// ============================================================================
// Instruments and requests
// ============================================================================

/// Tradable instrument.
#[derive(Debug, Clone, PartialEq, Eq, Hash, Serialize, Deserialize)]
pub struct Instrument {
    /// Stock or underlying code.
    pub stock_code: String,
    /// Exchange code (e.g. `NSE`, `NFO`).
    pub exchange_code: String,
    /// Product type.
    pub product: ProductType,
    /// Expiry date for derivatives.
    #[serde(default, skip_serializing_if = "Option::is_none")]
    pub expiry: Option<String>,
    /// Strike for options.
    #[serde(default, skip_serializing_if = "Option::is_none")]
    pub strike: Option<Decimal>,
    /// Right for options.
    #[serde(default, skip_serializing_if = "Option::is_none")]
    pub right: Option<OptionRight>,
}
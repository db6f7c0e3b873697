//! Catalogue of remote operations: endpoint names, token weights, cache TTLs.

use std::time::Duration;

use crate::config::CacheSettings;

/// Remote operation.
#[derive(Debug, Clone, Copy, PartialEq, Eq, Hash)]
pub enum Operation {
    /// Last traded price.
    Quote,
    /// Option chain for an underlying and expiry.
    OptionChain,
    /// Open positions.
    Positions,
    /// Funds and balances.
    Funds,
    /// New order.
    PlaceOrder,
    /// Order modification.
    ModifyOrder,
    /// Order cancellation.
    CancelOrder,
    /// Margin requirement.
    Margin,
    /// Historical candles.
    History,
    /// Single order detail.
    OrderDetail,
    /// Orders in a date range.
    OrderList,
    /// Trades in a date range.
    TradeList,
    /// Customer profile.
    CustomerDetails,
    /// Find an order by client order id.
    OrderLookup,
}

/// Reads dropped after any successful mutating call.
const INVALIDATED_BY_MUTATION: &[Operation] = &[
    Operation::Positions,
    Operation::Funds,
    Operation::Margin,
    Operation::OrderList,
    Operation::OrderDetail,
    Operation::TradeList,
];

impl Operation {
    /// Remote endpoint name.
    #[must_use]
    pub const fn endpoint(&self) -> &'static str {
        match self {
            Self::Quote => "quote",
            Self::OptionChain => "option_chain",
            Self::Positions => "positions",
            Self::Funds => "funds",
            Self::PlaceOrder => "place_order",
            Self::ModifyOrder => "modify_order",
            Self::CancelOrder => "cancel_order",
            Self::Margin => "margin",
            Self::History => "history",
            Self::OrderDetail => "order_detail",
            Self::OrderList => "order_list",
            Self::TradeList => "trade_list",
            Self::CustomerDetails => "customer_details",
            Self::OrderLookup => "order_lookup",
        }
    }

    /// Whether the call changes remote state.
    #[must_use]
    pub const fn is_mutating(&self) -> bool {
        matches!(self, Self::PlaceOrder | Self::ModifyOrder | Self::CancelOrder)
    }

    /// Rate tokens consumed per attempt.
    #[must_use]
    pub const fn token_cost(&self) -> u32 {
        match self {
            Self::OptionChain | Self::History => 2,
            _ => 1,
        }
    }

    /// Cache TTL, or `None` when the result must never be cached.
    #[must_use]
    pub const fn ttl(&self, settings: &CacheSettings) -> Option<Duration> {
        let secs = match self {
            Self::Quote => settings.quote,
            Self::OptionChain => settings.option_chain,
            Self::Positions => settings.positions,
            Self::Funds => settings.funds,
            Self::Margin => settings.margin,
            Self::History => settings.history,
            Self::OrderDetail | Self::OrderList | Self::TradeList => settings.order_list,
            Self::CustomerDetails => settings.customer,
            Self::PlaceOrder | Self::ModifyOrder | Self::CancelOrder | Self::OrderLookup => {
                return None;
            }
        };
        if secs == 0 {
            None
        } else {
            Some(Duration::from_secs(secs))
        }
    }

    /// Cached reads made stale by this operation.
    #[must_use]
    pub const fn invalidates(&self) -> &'static [Self] {
        if self.is_mutating() {
            INVALIDATED_BY_MUTATION
        } else {
            &[]
        }
    }
}

impl std::fmt::Display for Operation {
    fn fmt(&self, f: &mut std::fmt::Formatter<'_>) -> std::fmt::Result {
        f.write_str(self.endpoint())
    }
}
//! Connection health reporting.

use std::sync::atomic::{AtomicU64, Ordering};

use parking_lot::Mutex;
use serde::Serialize;

use crate::error::ErrorCode;
use crate::resilience::{CacheStats, CircuitBreakerMetrics, CircuitBreakerState};

/// Snapshot of gateway health for operators and tests.
#[derive(Debug, Clone, Serialize)]
pub struct ConnectionStatus {
    /// Breaker state.
    pub breaker_state: CircuitBreakerState,
    /// Consecutive failures recorded by the breaker.
    pub consecutive_failures: u32,
    /// Rate tokens currently available.
    pub tokens_available: f64,
    /// Bucket capacity.
    pub token_capacity: f64,
    /// Seconds since the gateway was built.
    pub uptime_secs: u64,
    /// Response cache counters.
    pub cache: CacheStats,
    /// Operations requested.
    pub total_calls: u64,
    /// Attempts that reached the remote.
    pub remote_calls: u64,
    /// Operations that ended in an error.
    pub failed_calls: u64,
    /// Kind of the most recent error.
    pub last_error: Option<ErrorCode>,
    /// Full breaker counters.
    pub breaker: CircuitBreakerMetrics,
}

impl ConnectionStatus {
    /// Whether calls are flowing normally.
    #[must_use]
    pub fn is_healthy(&self) -> bool {
        self.breaker_state == CircuitBreakerState::Closed
    }
}

/// Running call counters.
#[derive(Debug, Default)]
pub(crate) struct CallStats {
    total_calls: AtomicU64,
    remote_calls: AtomicU64,
    failed_calls: AtomicU64,
    last_error: Mutex<Option<ErrorCode>>,
}

impl CallStats {
    pub(crate) fn record_call(&self) {
        self.total_calls.fetch_add(1, Ordering::Relaxed);
    }

    pub(crate) fn record_remote_attempt(&self) {
        self.remote_calls.fetch_add(1, Ordering::Relaxed);
    }

    pub(crate) fn record_failure(&self, code: ErrorCode) {
        self.failed_calls.fetch_add(1, Ordering::Relaxed);
        *self.last_error.lock() = Some(code);
    }

    pub(crate) fn totals(&self) -> (u64, u64, u64, Option<ErrorCode>) {
        (
            self.total_calls.load(Ordering::Relaxed),
            self.remote_calls.load(Ordering::Relaxed),
            self.failed_calls.load(Ordering::Relaxed),
            *self.last_error.lock(),
        )
    }
}
use super::operation::Operation;
use super::remote::{RemoteApi, RemoteFailure, classify_reply};
use super::status::{CallStats, ConnectionStatus};
use super::types::{
    ApiResponse, DateRange, HistoryRequest, Instrument, ModifyOrderRequest, OptionChainRequest,
    PlaceOrderRequest, Position, extract_price, params, parse_positions,
};
use crate::config::{CacheSettings, Config};
use crate::error::{ErrorCode, GatewayError};
use crate::ledger::{
    BeginOutcome, IdempotencyKey, IdempotencyRecord, IdempotencyStatus, Ledger, LedgerAction,
    LedgerEntry, LookupResult, OrderLookup, Outcome, ReconciliationReport, Reconciler, Resolution,
};
use crate::observability::{record_cache_lookup, record_gateway_call, record_retry};
use crate::resilience::{
    CacheKey, CallPermit, CircuitBreaker, Clock, FailureClass, ResponseCache, RetryPolicy,
    TokenBucketLimiter,
};

/// Breaker name used for the remote API.
pub const REMOTE_BREAKER_NAME: &str = "remote";

// ============================================================================
// Construction
// ============================================================================

/// Resilience primitives owned by one gateway.
#[derive(Debug, Clone)]
pub struct GatewayComponents {
    /// Token bucket shared by every operation.
    pub limiter: Arc<TokenBucketLimiter>,
    /// Breaker guarding the remote.
    pub breaker: Arc<CircuitBreaker>,
    /// Response cache.
    pub cache: Arc<ResponseCache>,
    /// Retry policy for transient failures.
    pub retry: RetryPolicy,
}

impl GatewayComponents {
    /// Build every primitive from configuration.
    #[must_use]
    pub fn from_config(config: &Config, clock: &Arc<dyn Clock>) -> Self {
        Self {
            limiter: Arc::new(TokenBucketLimiter::new(
                config.rate_limit.capacity,
                config.rate_limit.refill_per_second,
                Arc::clone(clock),
            )),
            breaker: Arc::new(CircuitBreaker::new(
                REMOTE_BREAKER_NAME,
                config.circuit_breaker.to_resilience_config(),
                Arc::clone(clock),
            )),
            cache: Arc::new(ResponseCache::new(
                config.cache.max_entries,
                Arc::clone(clock),
            )),
            retry: config.retry.to_policy(),
        }
    }
}
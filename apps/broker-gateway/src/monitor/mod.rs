//! Background risk monitor: stop rules, alert history and the evaluation loop.

mod alerts;
mod service;
mod stop_rule;

pub use alerts::{Alert, AlertCategory, AlertLog};
pub use service::{CycleReport, MonitorError, MonitoredPosition, RiskMonitor};
pub use stop_rule::{Evaluation, ShortTrailing, StopKind, StopRule, TrailDistance};
//! Whitelist tree pruner
//!
//! The cleaner walks a parsed tree depth-first and decides, per node, whether
//! to keep it, replace it by its text, or remove it. It mutates the tree in
//! place and records every pruned node in a [`RemovalLog`].
//!
//! # Traversal
//!
//! Children of a kept node are visited from last to first over the children
//! present when the node was kept, each with its whole subtree before the
//! sibling in front of it. Pruning a child only ever touches its own slot in
//! the parent, so siblings still to be visited stay in place. Pruned nodes are
//! not descended into. Pending nodes live on an explicit stack, not the call
//! stack.
//!
//! # Per-node decision
//!
//! | node                                   | outcome                                  |
//! |----------------------------------------|------------------------------------------|
//! | pass root                              | kept, attributes filtered, children walked |
//! | element whose tag is whitelisted       | kept, attributes filtered, children walked |
//! | other element, `keep_text`, visible text | replaced by a text node with its text  |
//! | other element                          | removed                                  |
//! | comment                                | kept iff `#comment` is whitelisted       |
//! | doctype / processing instruction       | removed                                  |
//! | text                                   | kept                                     |
//!
//! A kept, non-void element with no children receives [`EMPTY_ELEMENT_SENTINEL`]
//! as its text so that serializers which self-close childless elements leave
//! it open. The output stage strips the sentinel again.
//!
//! # Examples
//!
//! ```rust
//! use html_whitelist_sanitizer::cleaner::clean;
//! use html_whitelist_sanitizer::parser::parse_html;
//! use html_whitelist_sanitizer::policy::SanitizePolicy;
//!
//! let document = parse_html(r#"<p>ok</p><script src="x.js"></script>"#).unwrap();
//! let body = document.body().unwrap();
//!
//! let cleaned = clean(&body, &SanitizePolicy::default()).unwrap();
//! assert_eq!(cleaned.removed.as_slice(), ["script"]);
//! assert_eq!(body.children.borrow().len(), 1);
//! ```

use crate::attributes::sanitize_attributes;
use crate::error::{Result, SanitizeError};
use crate::policy::SanitizePolicy;
use crate::removal_log::RemovalLog;
use crate::tree::{append_text, detach, node_name, replace_with_text, text_content};
use markup5ever_rcdom::{Handle, NodeData};
use tracing::debug;

/// Placeholder text put into kept elements that would otherwise be empty
pub const EMPTY_ELEMENT_SENTINEL: &str = "a7c598c8-fcb7-4bde-af9c-91c6515fbf7a-empty-element";

/// Elements that never have content
///
/// See <https://developer.mozilla.org/en-US/docs/Glossary/Void_element>
pub const VOID_ELEMENTS: &[&str] = &[
    "area", "base", "br", "col", "embed", "hr", "img", "input", "link", "meta", "param", "source",
    "track", "wbr",
];

/// Characters that do not count as visible text
const BLANK_CHARS: &[char] = &[' ', '\u{3000}', '\n', '\r', '\t'];

/// Result of a pass: the pruned root and what was pruned
#[derive(Debug, Clone)]
pub struct Cleaned {
    pub root: Handle,
    pub removed: RemovalLog,
}

/// Prune the tree under `root` against `policy`
///
/// `root` is always kept whatever its tag; its attributes are still filtered.
/// A root without children is left as is, apart from attribute filtering.
///
/// The walk keeps its own stack of pending nodes, so tree depth is bounded by
/// memory rather than by the call stack.
///
/// # Errors
///
/// - `SanitizeError::DepthLimit`: `policy.max_depth` is set and a node lies
///   deeper than it
/// - `SanitizeError::Structure`: a node could not be detached or replaced
///
/// On error the tree is left partially cleaned and must not be used.
pub fn clean(root: &Handle, policy: &SanitizePolicy) -> Result<Cleaned> {
    let mut walker = TreeWalker {
        policy,
        removed: RemovalLog::new(),
        pending: Vec::new(),
    };
    walker.run(root)?;

    Ok(Cleaned {
        root: root.clone(),
        removed: walker.removed,
    })
}

/// Whether `text` holds anything but spaces, tabs, line breaks and ideographic spaces
pub fn has_visible_text(text: &str) -> bool {
    text.chars().any(|c| !BLANK_CHARS.contains(&c))
}

struct TreeWalker<'p> {
    policy: &'p SanitizePolicy,
    removed: RemovalLog,
    /// Nodes still to visit with their depth; the top is visited next
    pending: Vec<(Handle, usize)>,
}

impl TreeWalker<'_> {
    fn run(&mut self, root: &Handle) -> Result<()> {
        match node_name(root) {
            Some(name) => self.keep(root, &name, true, 0)?,
            // A document node: walk its children.
            None => self.schedule_children(root, 1),
        }

        while let Some((node, depth)) = self.pending.pop() {
            self.visit(&node, depth)?;
        }
        Ok(())
    }

    fn visit(&mut self, node: &Handle, depth: usize) -> Result<()> {
        // Text is content.
        let Some(name) = node_name(node) else {
            return Ok(());
        };

        if let Some(max) = self.policy.max_depth {
            if depth > max {
                return Err(SanitizeError::DepthLimit { depth, max });
            }
        }

        if self.policy.allows_tag(&name) {
            self.keep(node, &name, false, depth)
        } else {
            self.prune(node, &name, depth)
        }
    }

    fn keep(&mut self, node: &Handle, name: &str, is_root: bool, depth: usize) -> Result<()> {
        let NodeData::Element {
            ref attrs,
            ref template_contents,
            ..
        } = node.data
        else {
            return Ok(());
        };

        if !attrs.borrow().is_empty() {
            sanitize_attributes(node, name, self.policy);
        }

        let template_contents = template_contents.borrow().clone();
        if let Some(contents) = template_contents {
            self.schedule_children(&contents, depth + 1);
            return Ok(());
        }

        if node.children.borrow().is_empty() {
            if !is_root && !VOID_ELEMENTS.contains(&name) {
                append_text(node, EMPTY_ELEMENT_SENTINEL);
            }
            return Ok(());
        }

        self.schedule_children(node, depth + 1);
        Ok(())
    }

    /// Push the current children of `parent` so the last one is visited first
    ///
    /// The children are captured now. Each one is visited with its whole
    /// subtree before its previous sibling, and pruning a node only touches
    /// that node's slot in its parent.
    fn schedule_children(&mut self, parent: &Handle, depth: usize) {
        self.pending.extend(
            parent
                .children
                .borrow()
                .iter()
                .map(|child| (child.clone(), depth)),
        );
    }

    fn prune(&mut self, node: &Handle, name: &str, depth: usize) -> Result<()> {
        let is_element = matches!(node.data, NodeData::Element { .. });
        let text = if self.policy.keep_text && is_element {
            text_content(node)
        } else {
            String::new()
        };

        let kept_text = has_visible_text(&text);
        if kept_text {
            replace_with_text(node, &text)?;
        } else {
            detach(node)?;
        }

        debug!(tag = name, depth, kept_text, "pruned node");
        self.removed.record(name);
        Ok(())
    }
}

## [REQUIRED ACTION]
Filter the lines above, keeping each one that contains the string "matches".

## [OUTPUT]
        matches!(self, Self::PlaceOrder | Self::ModifyOrder | Self::CancelOrder)
        let is_element = matches!(node.data, NodeData::Element { .. });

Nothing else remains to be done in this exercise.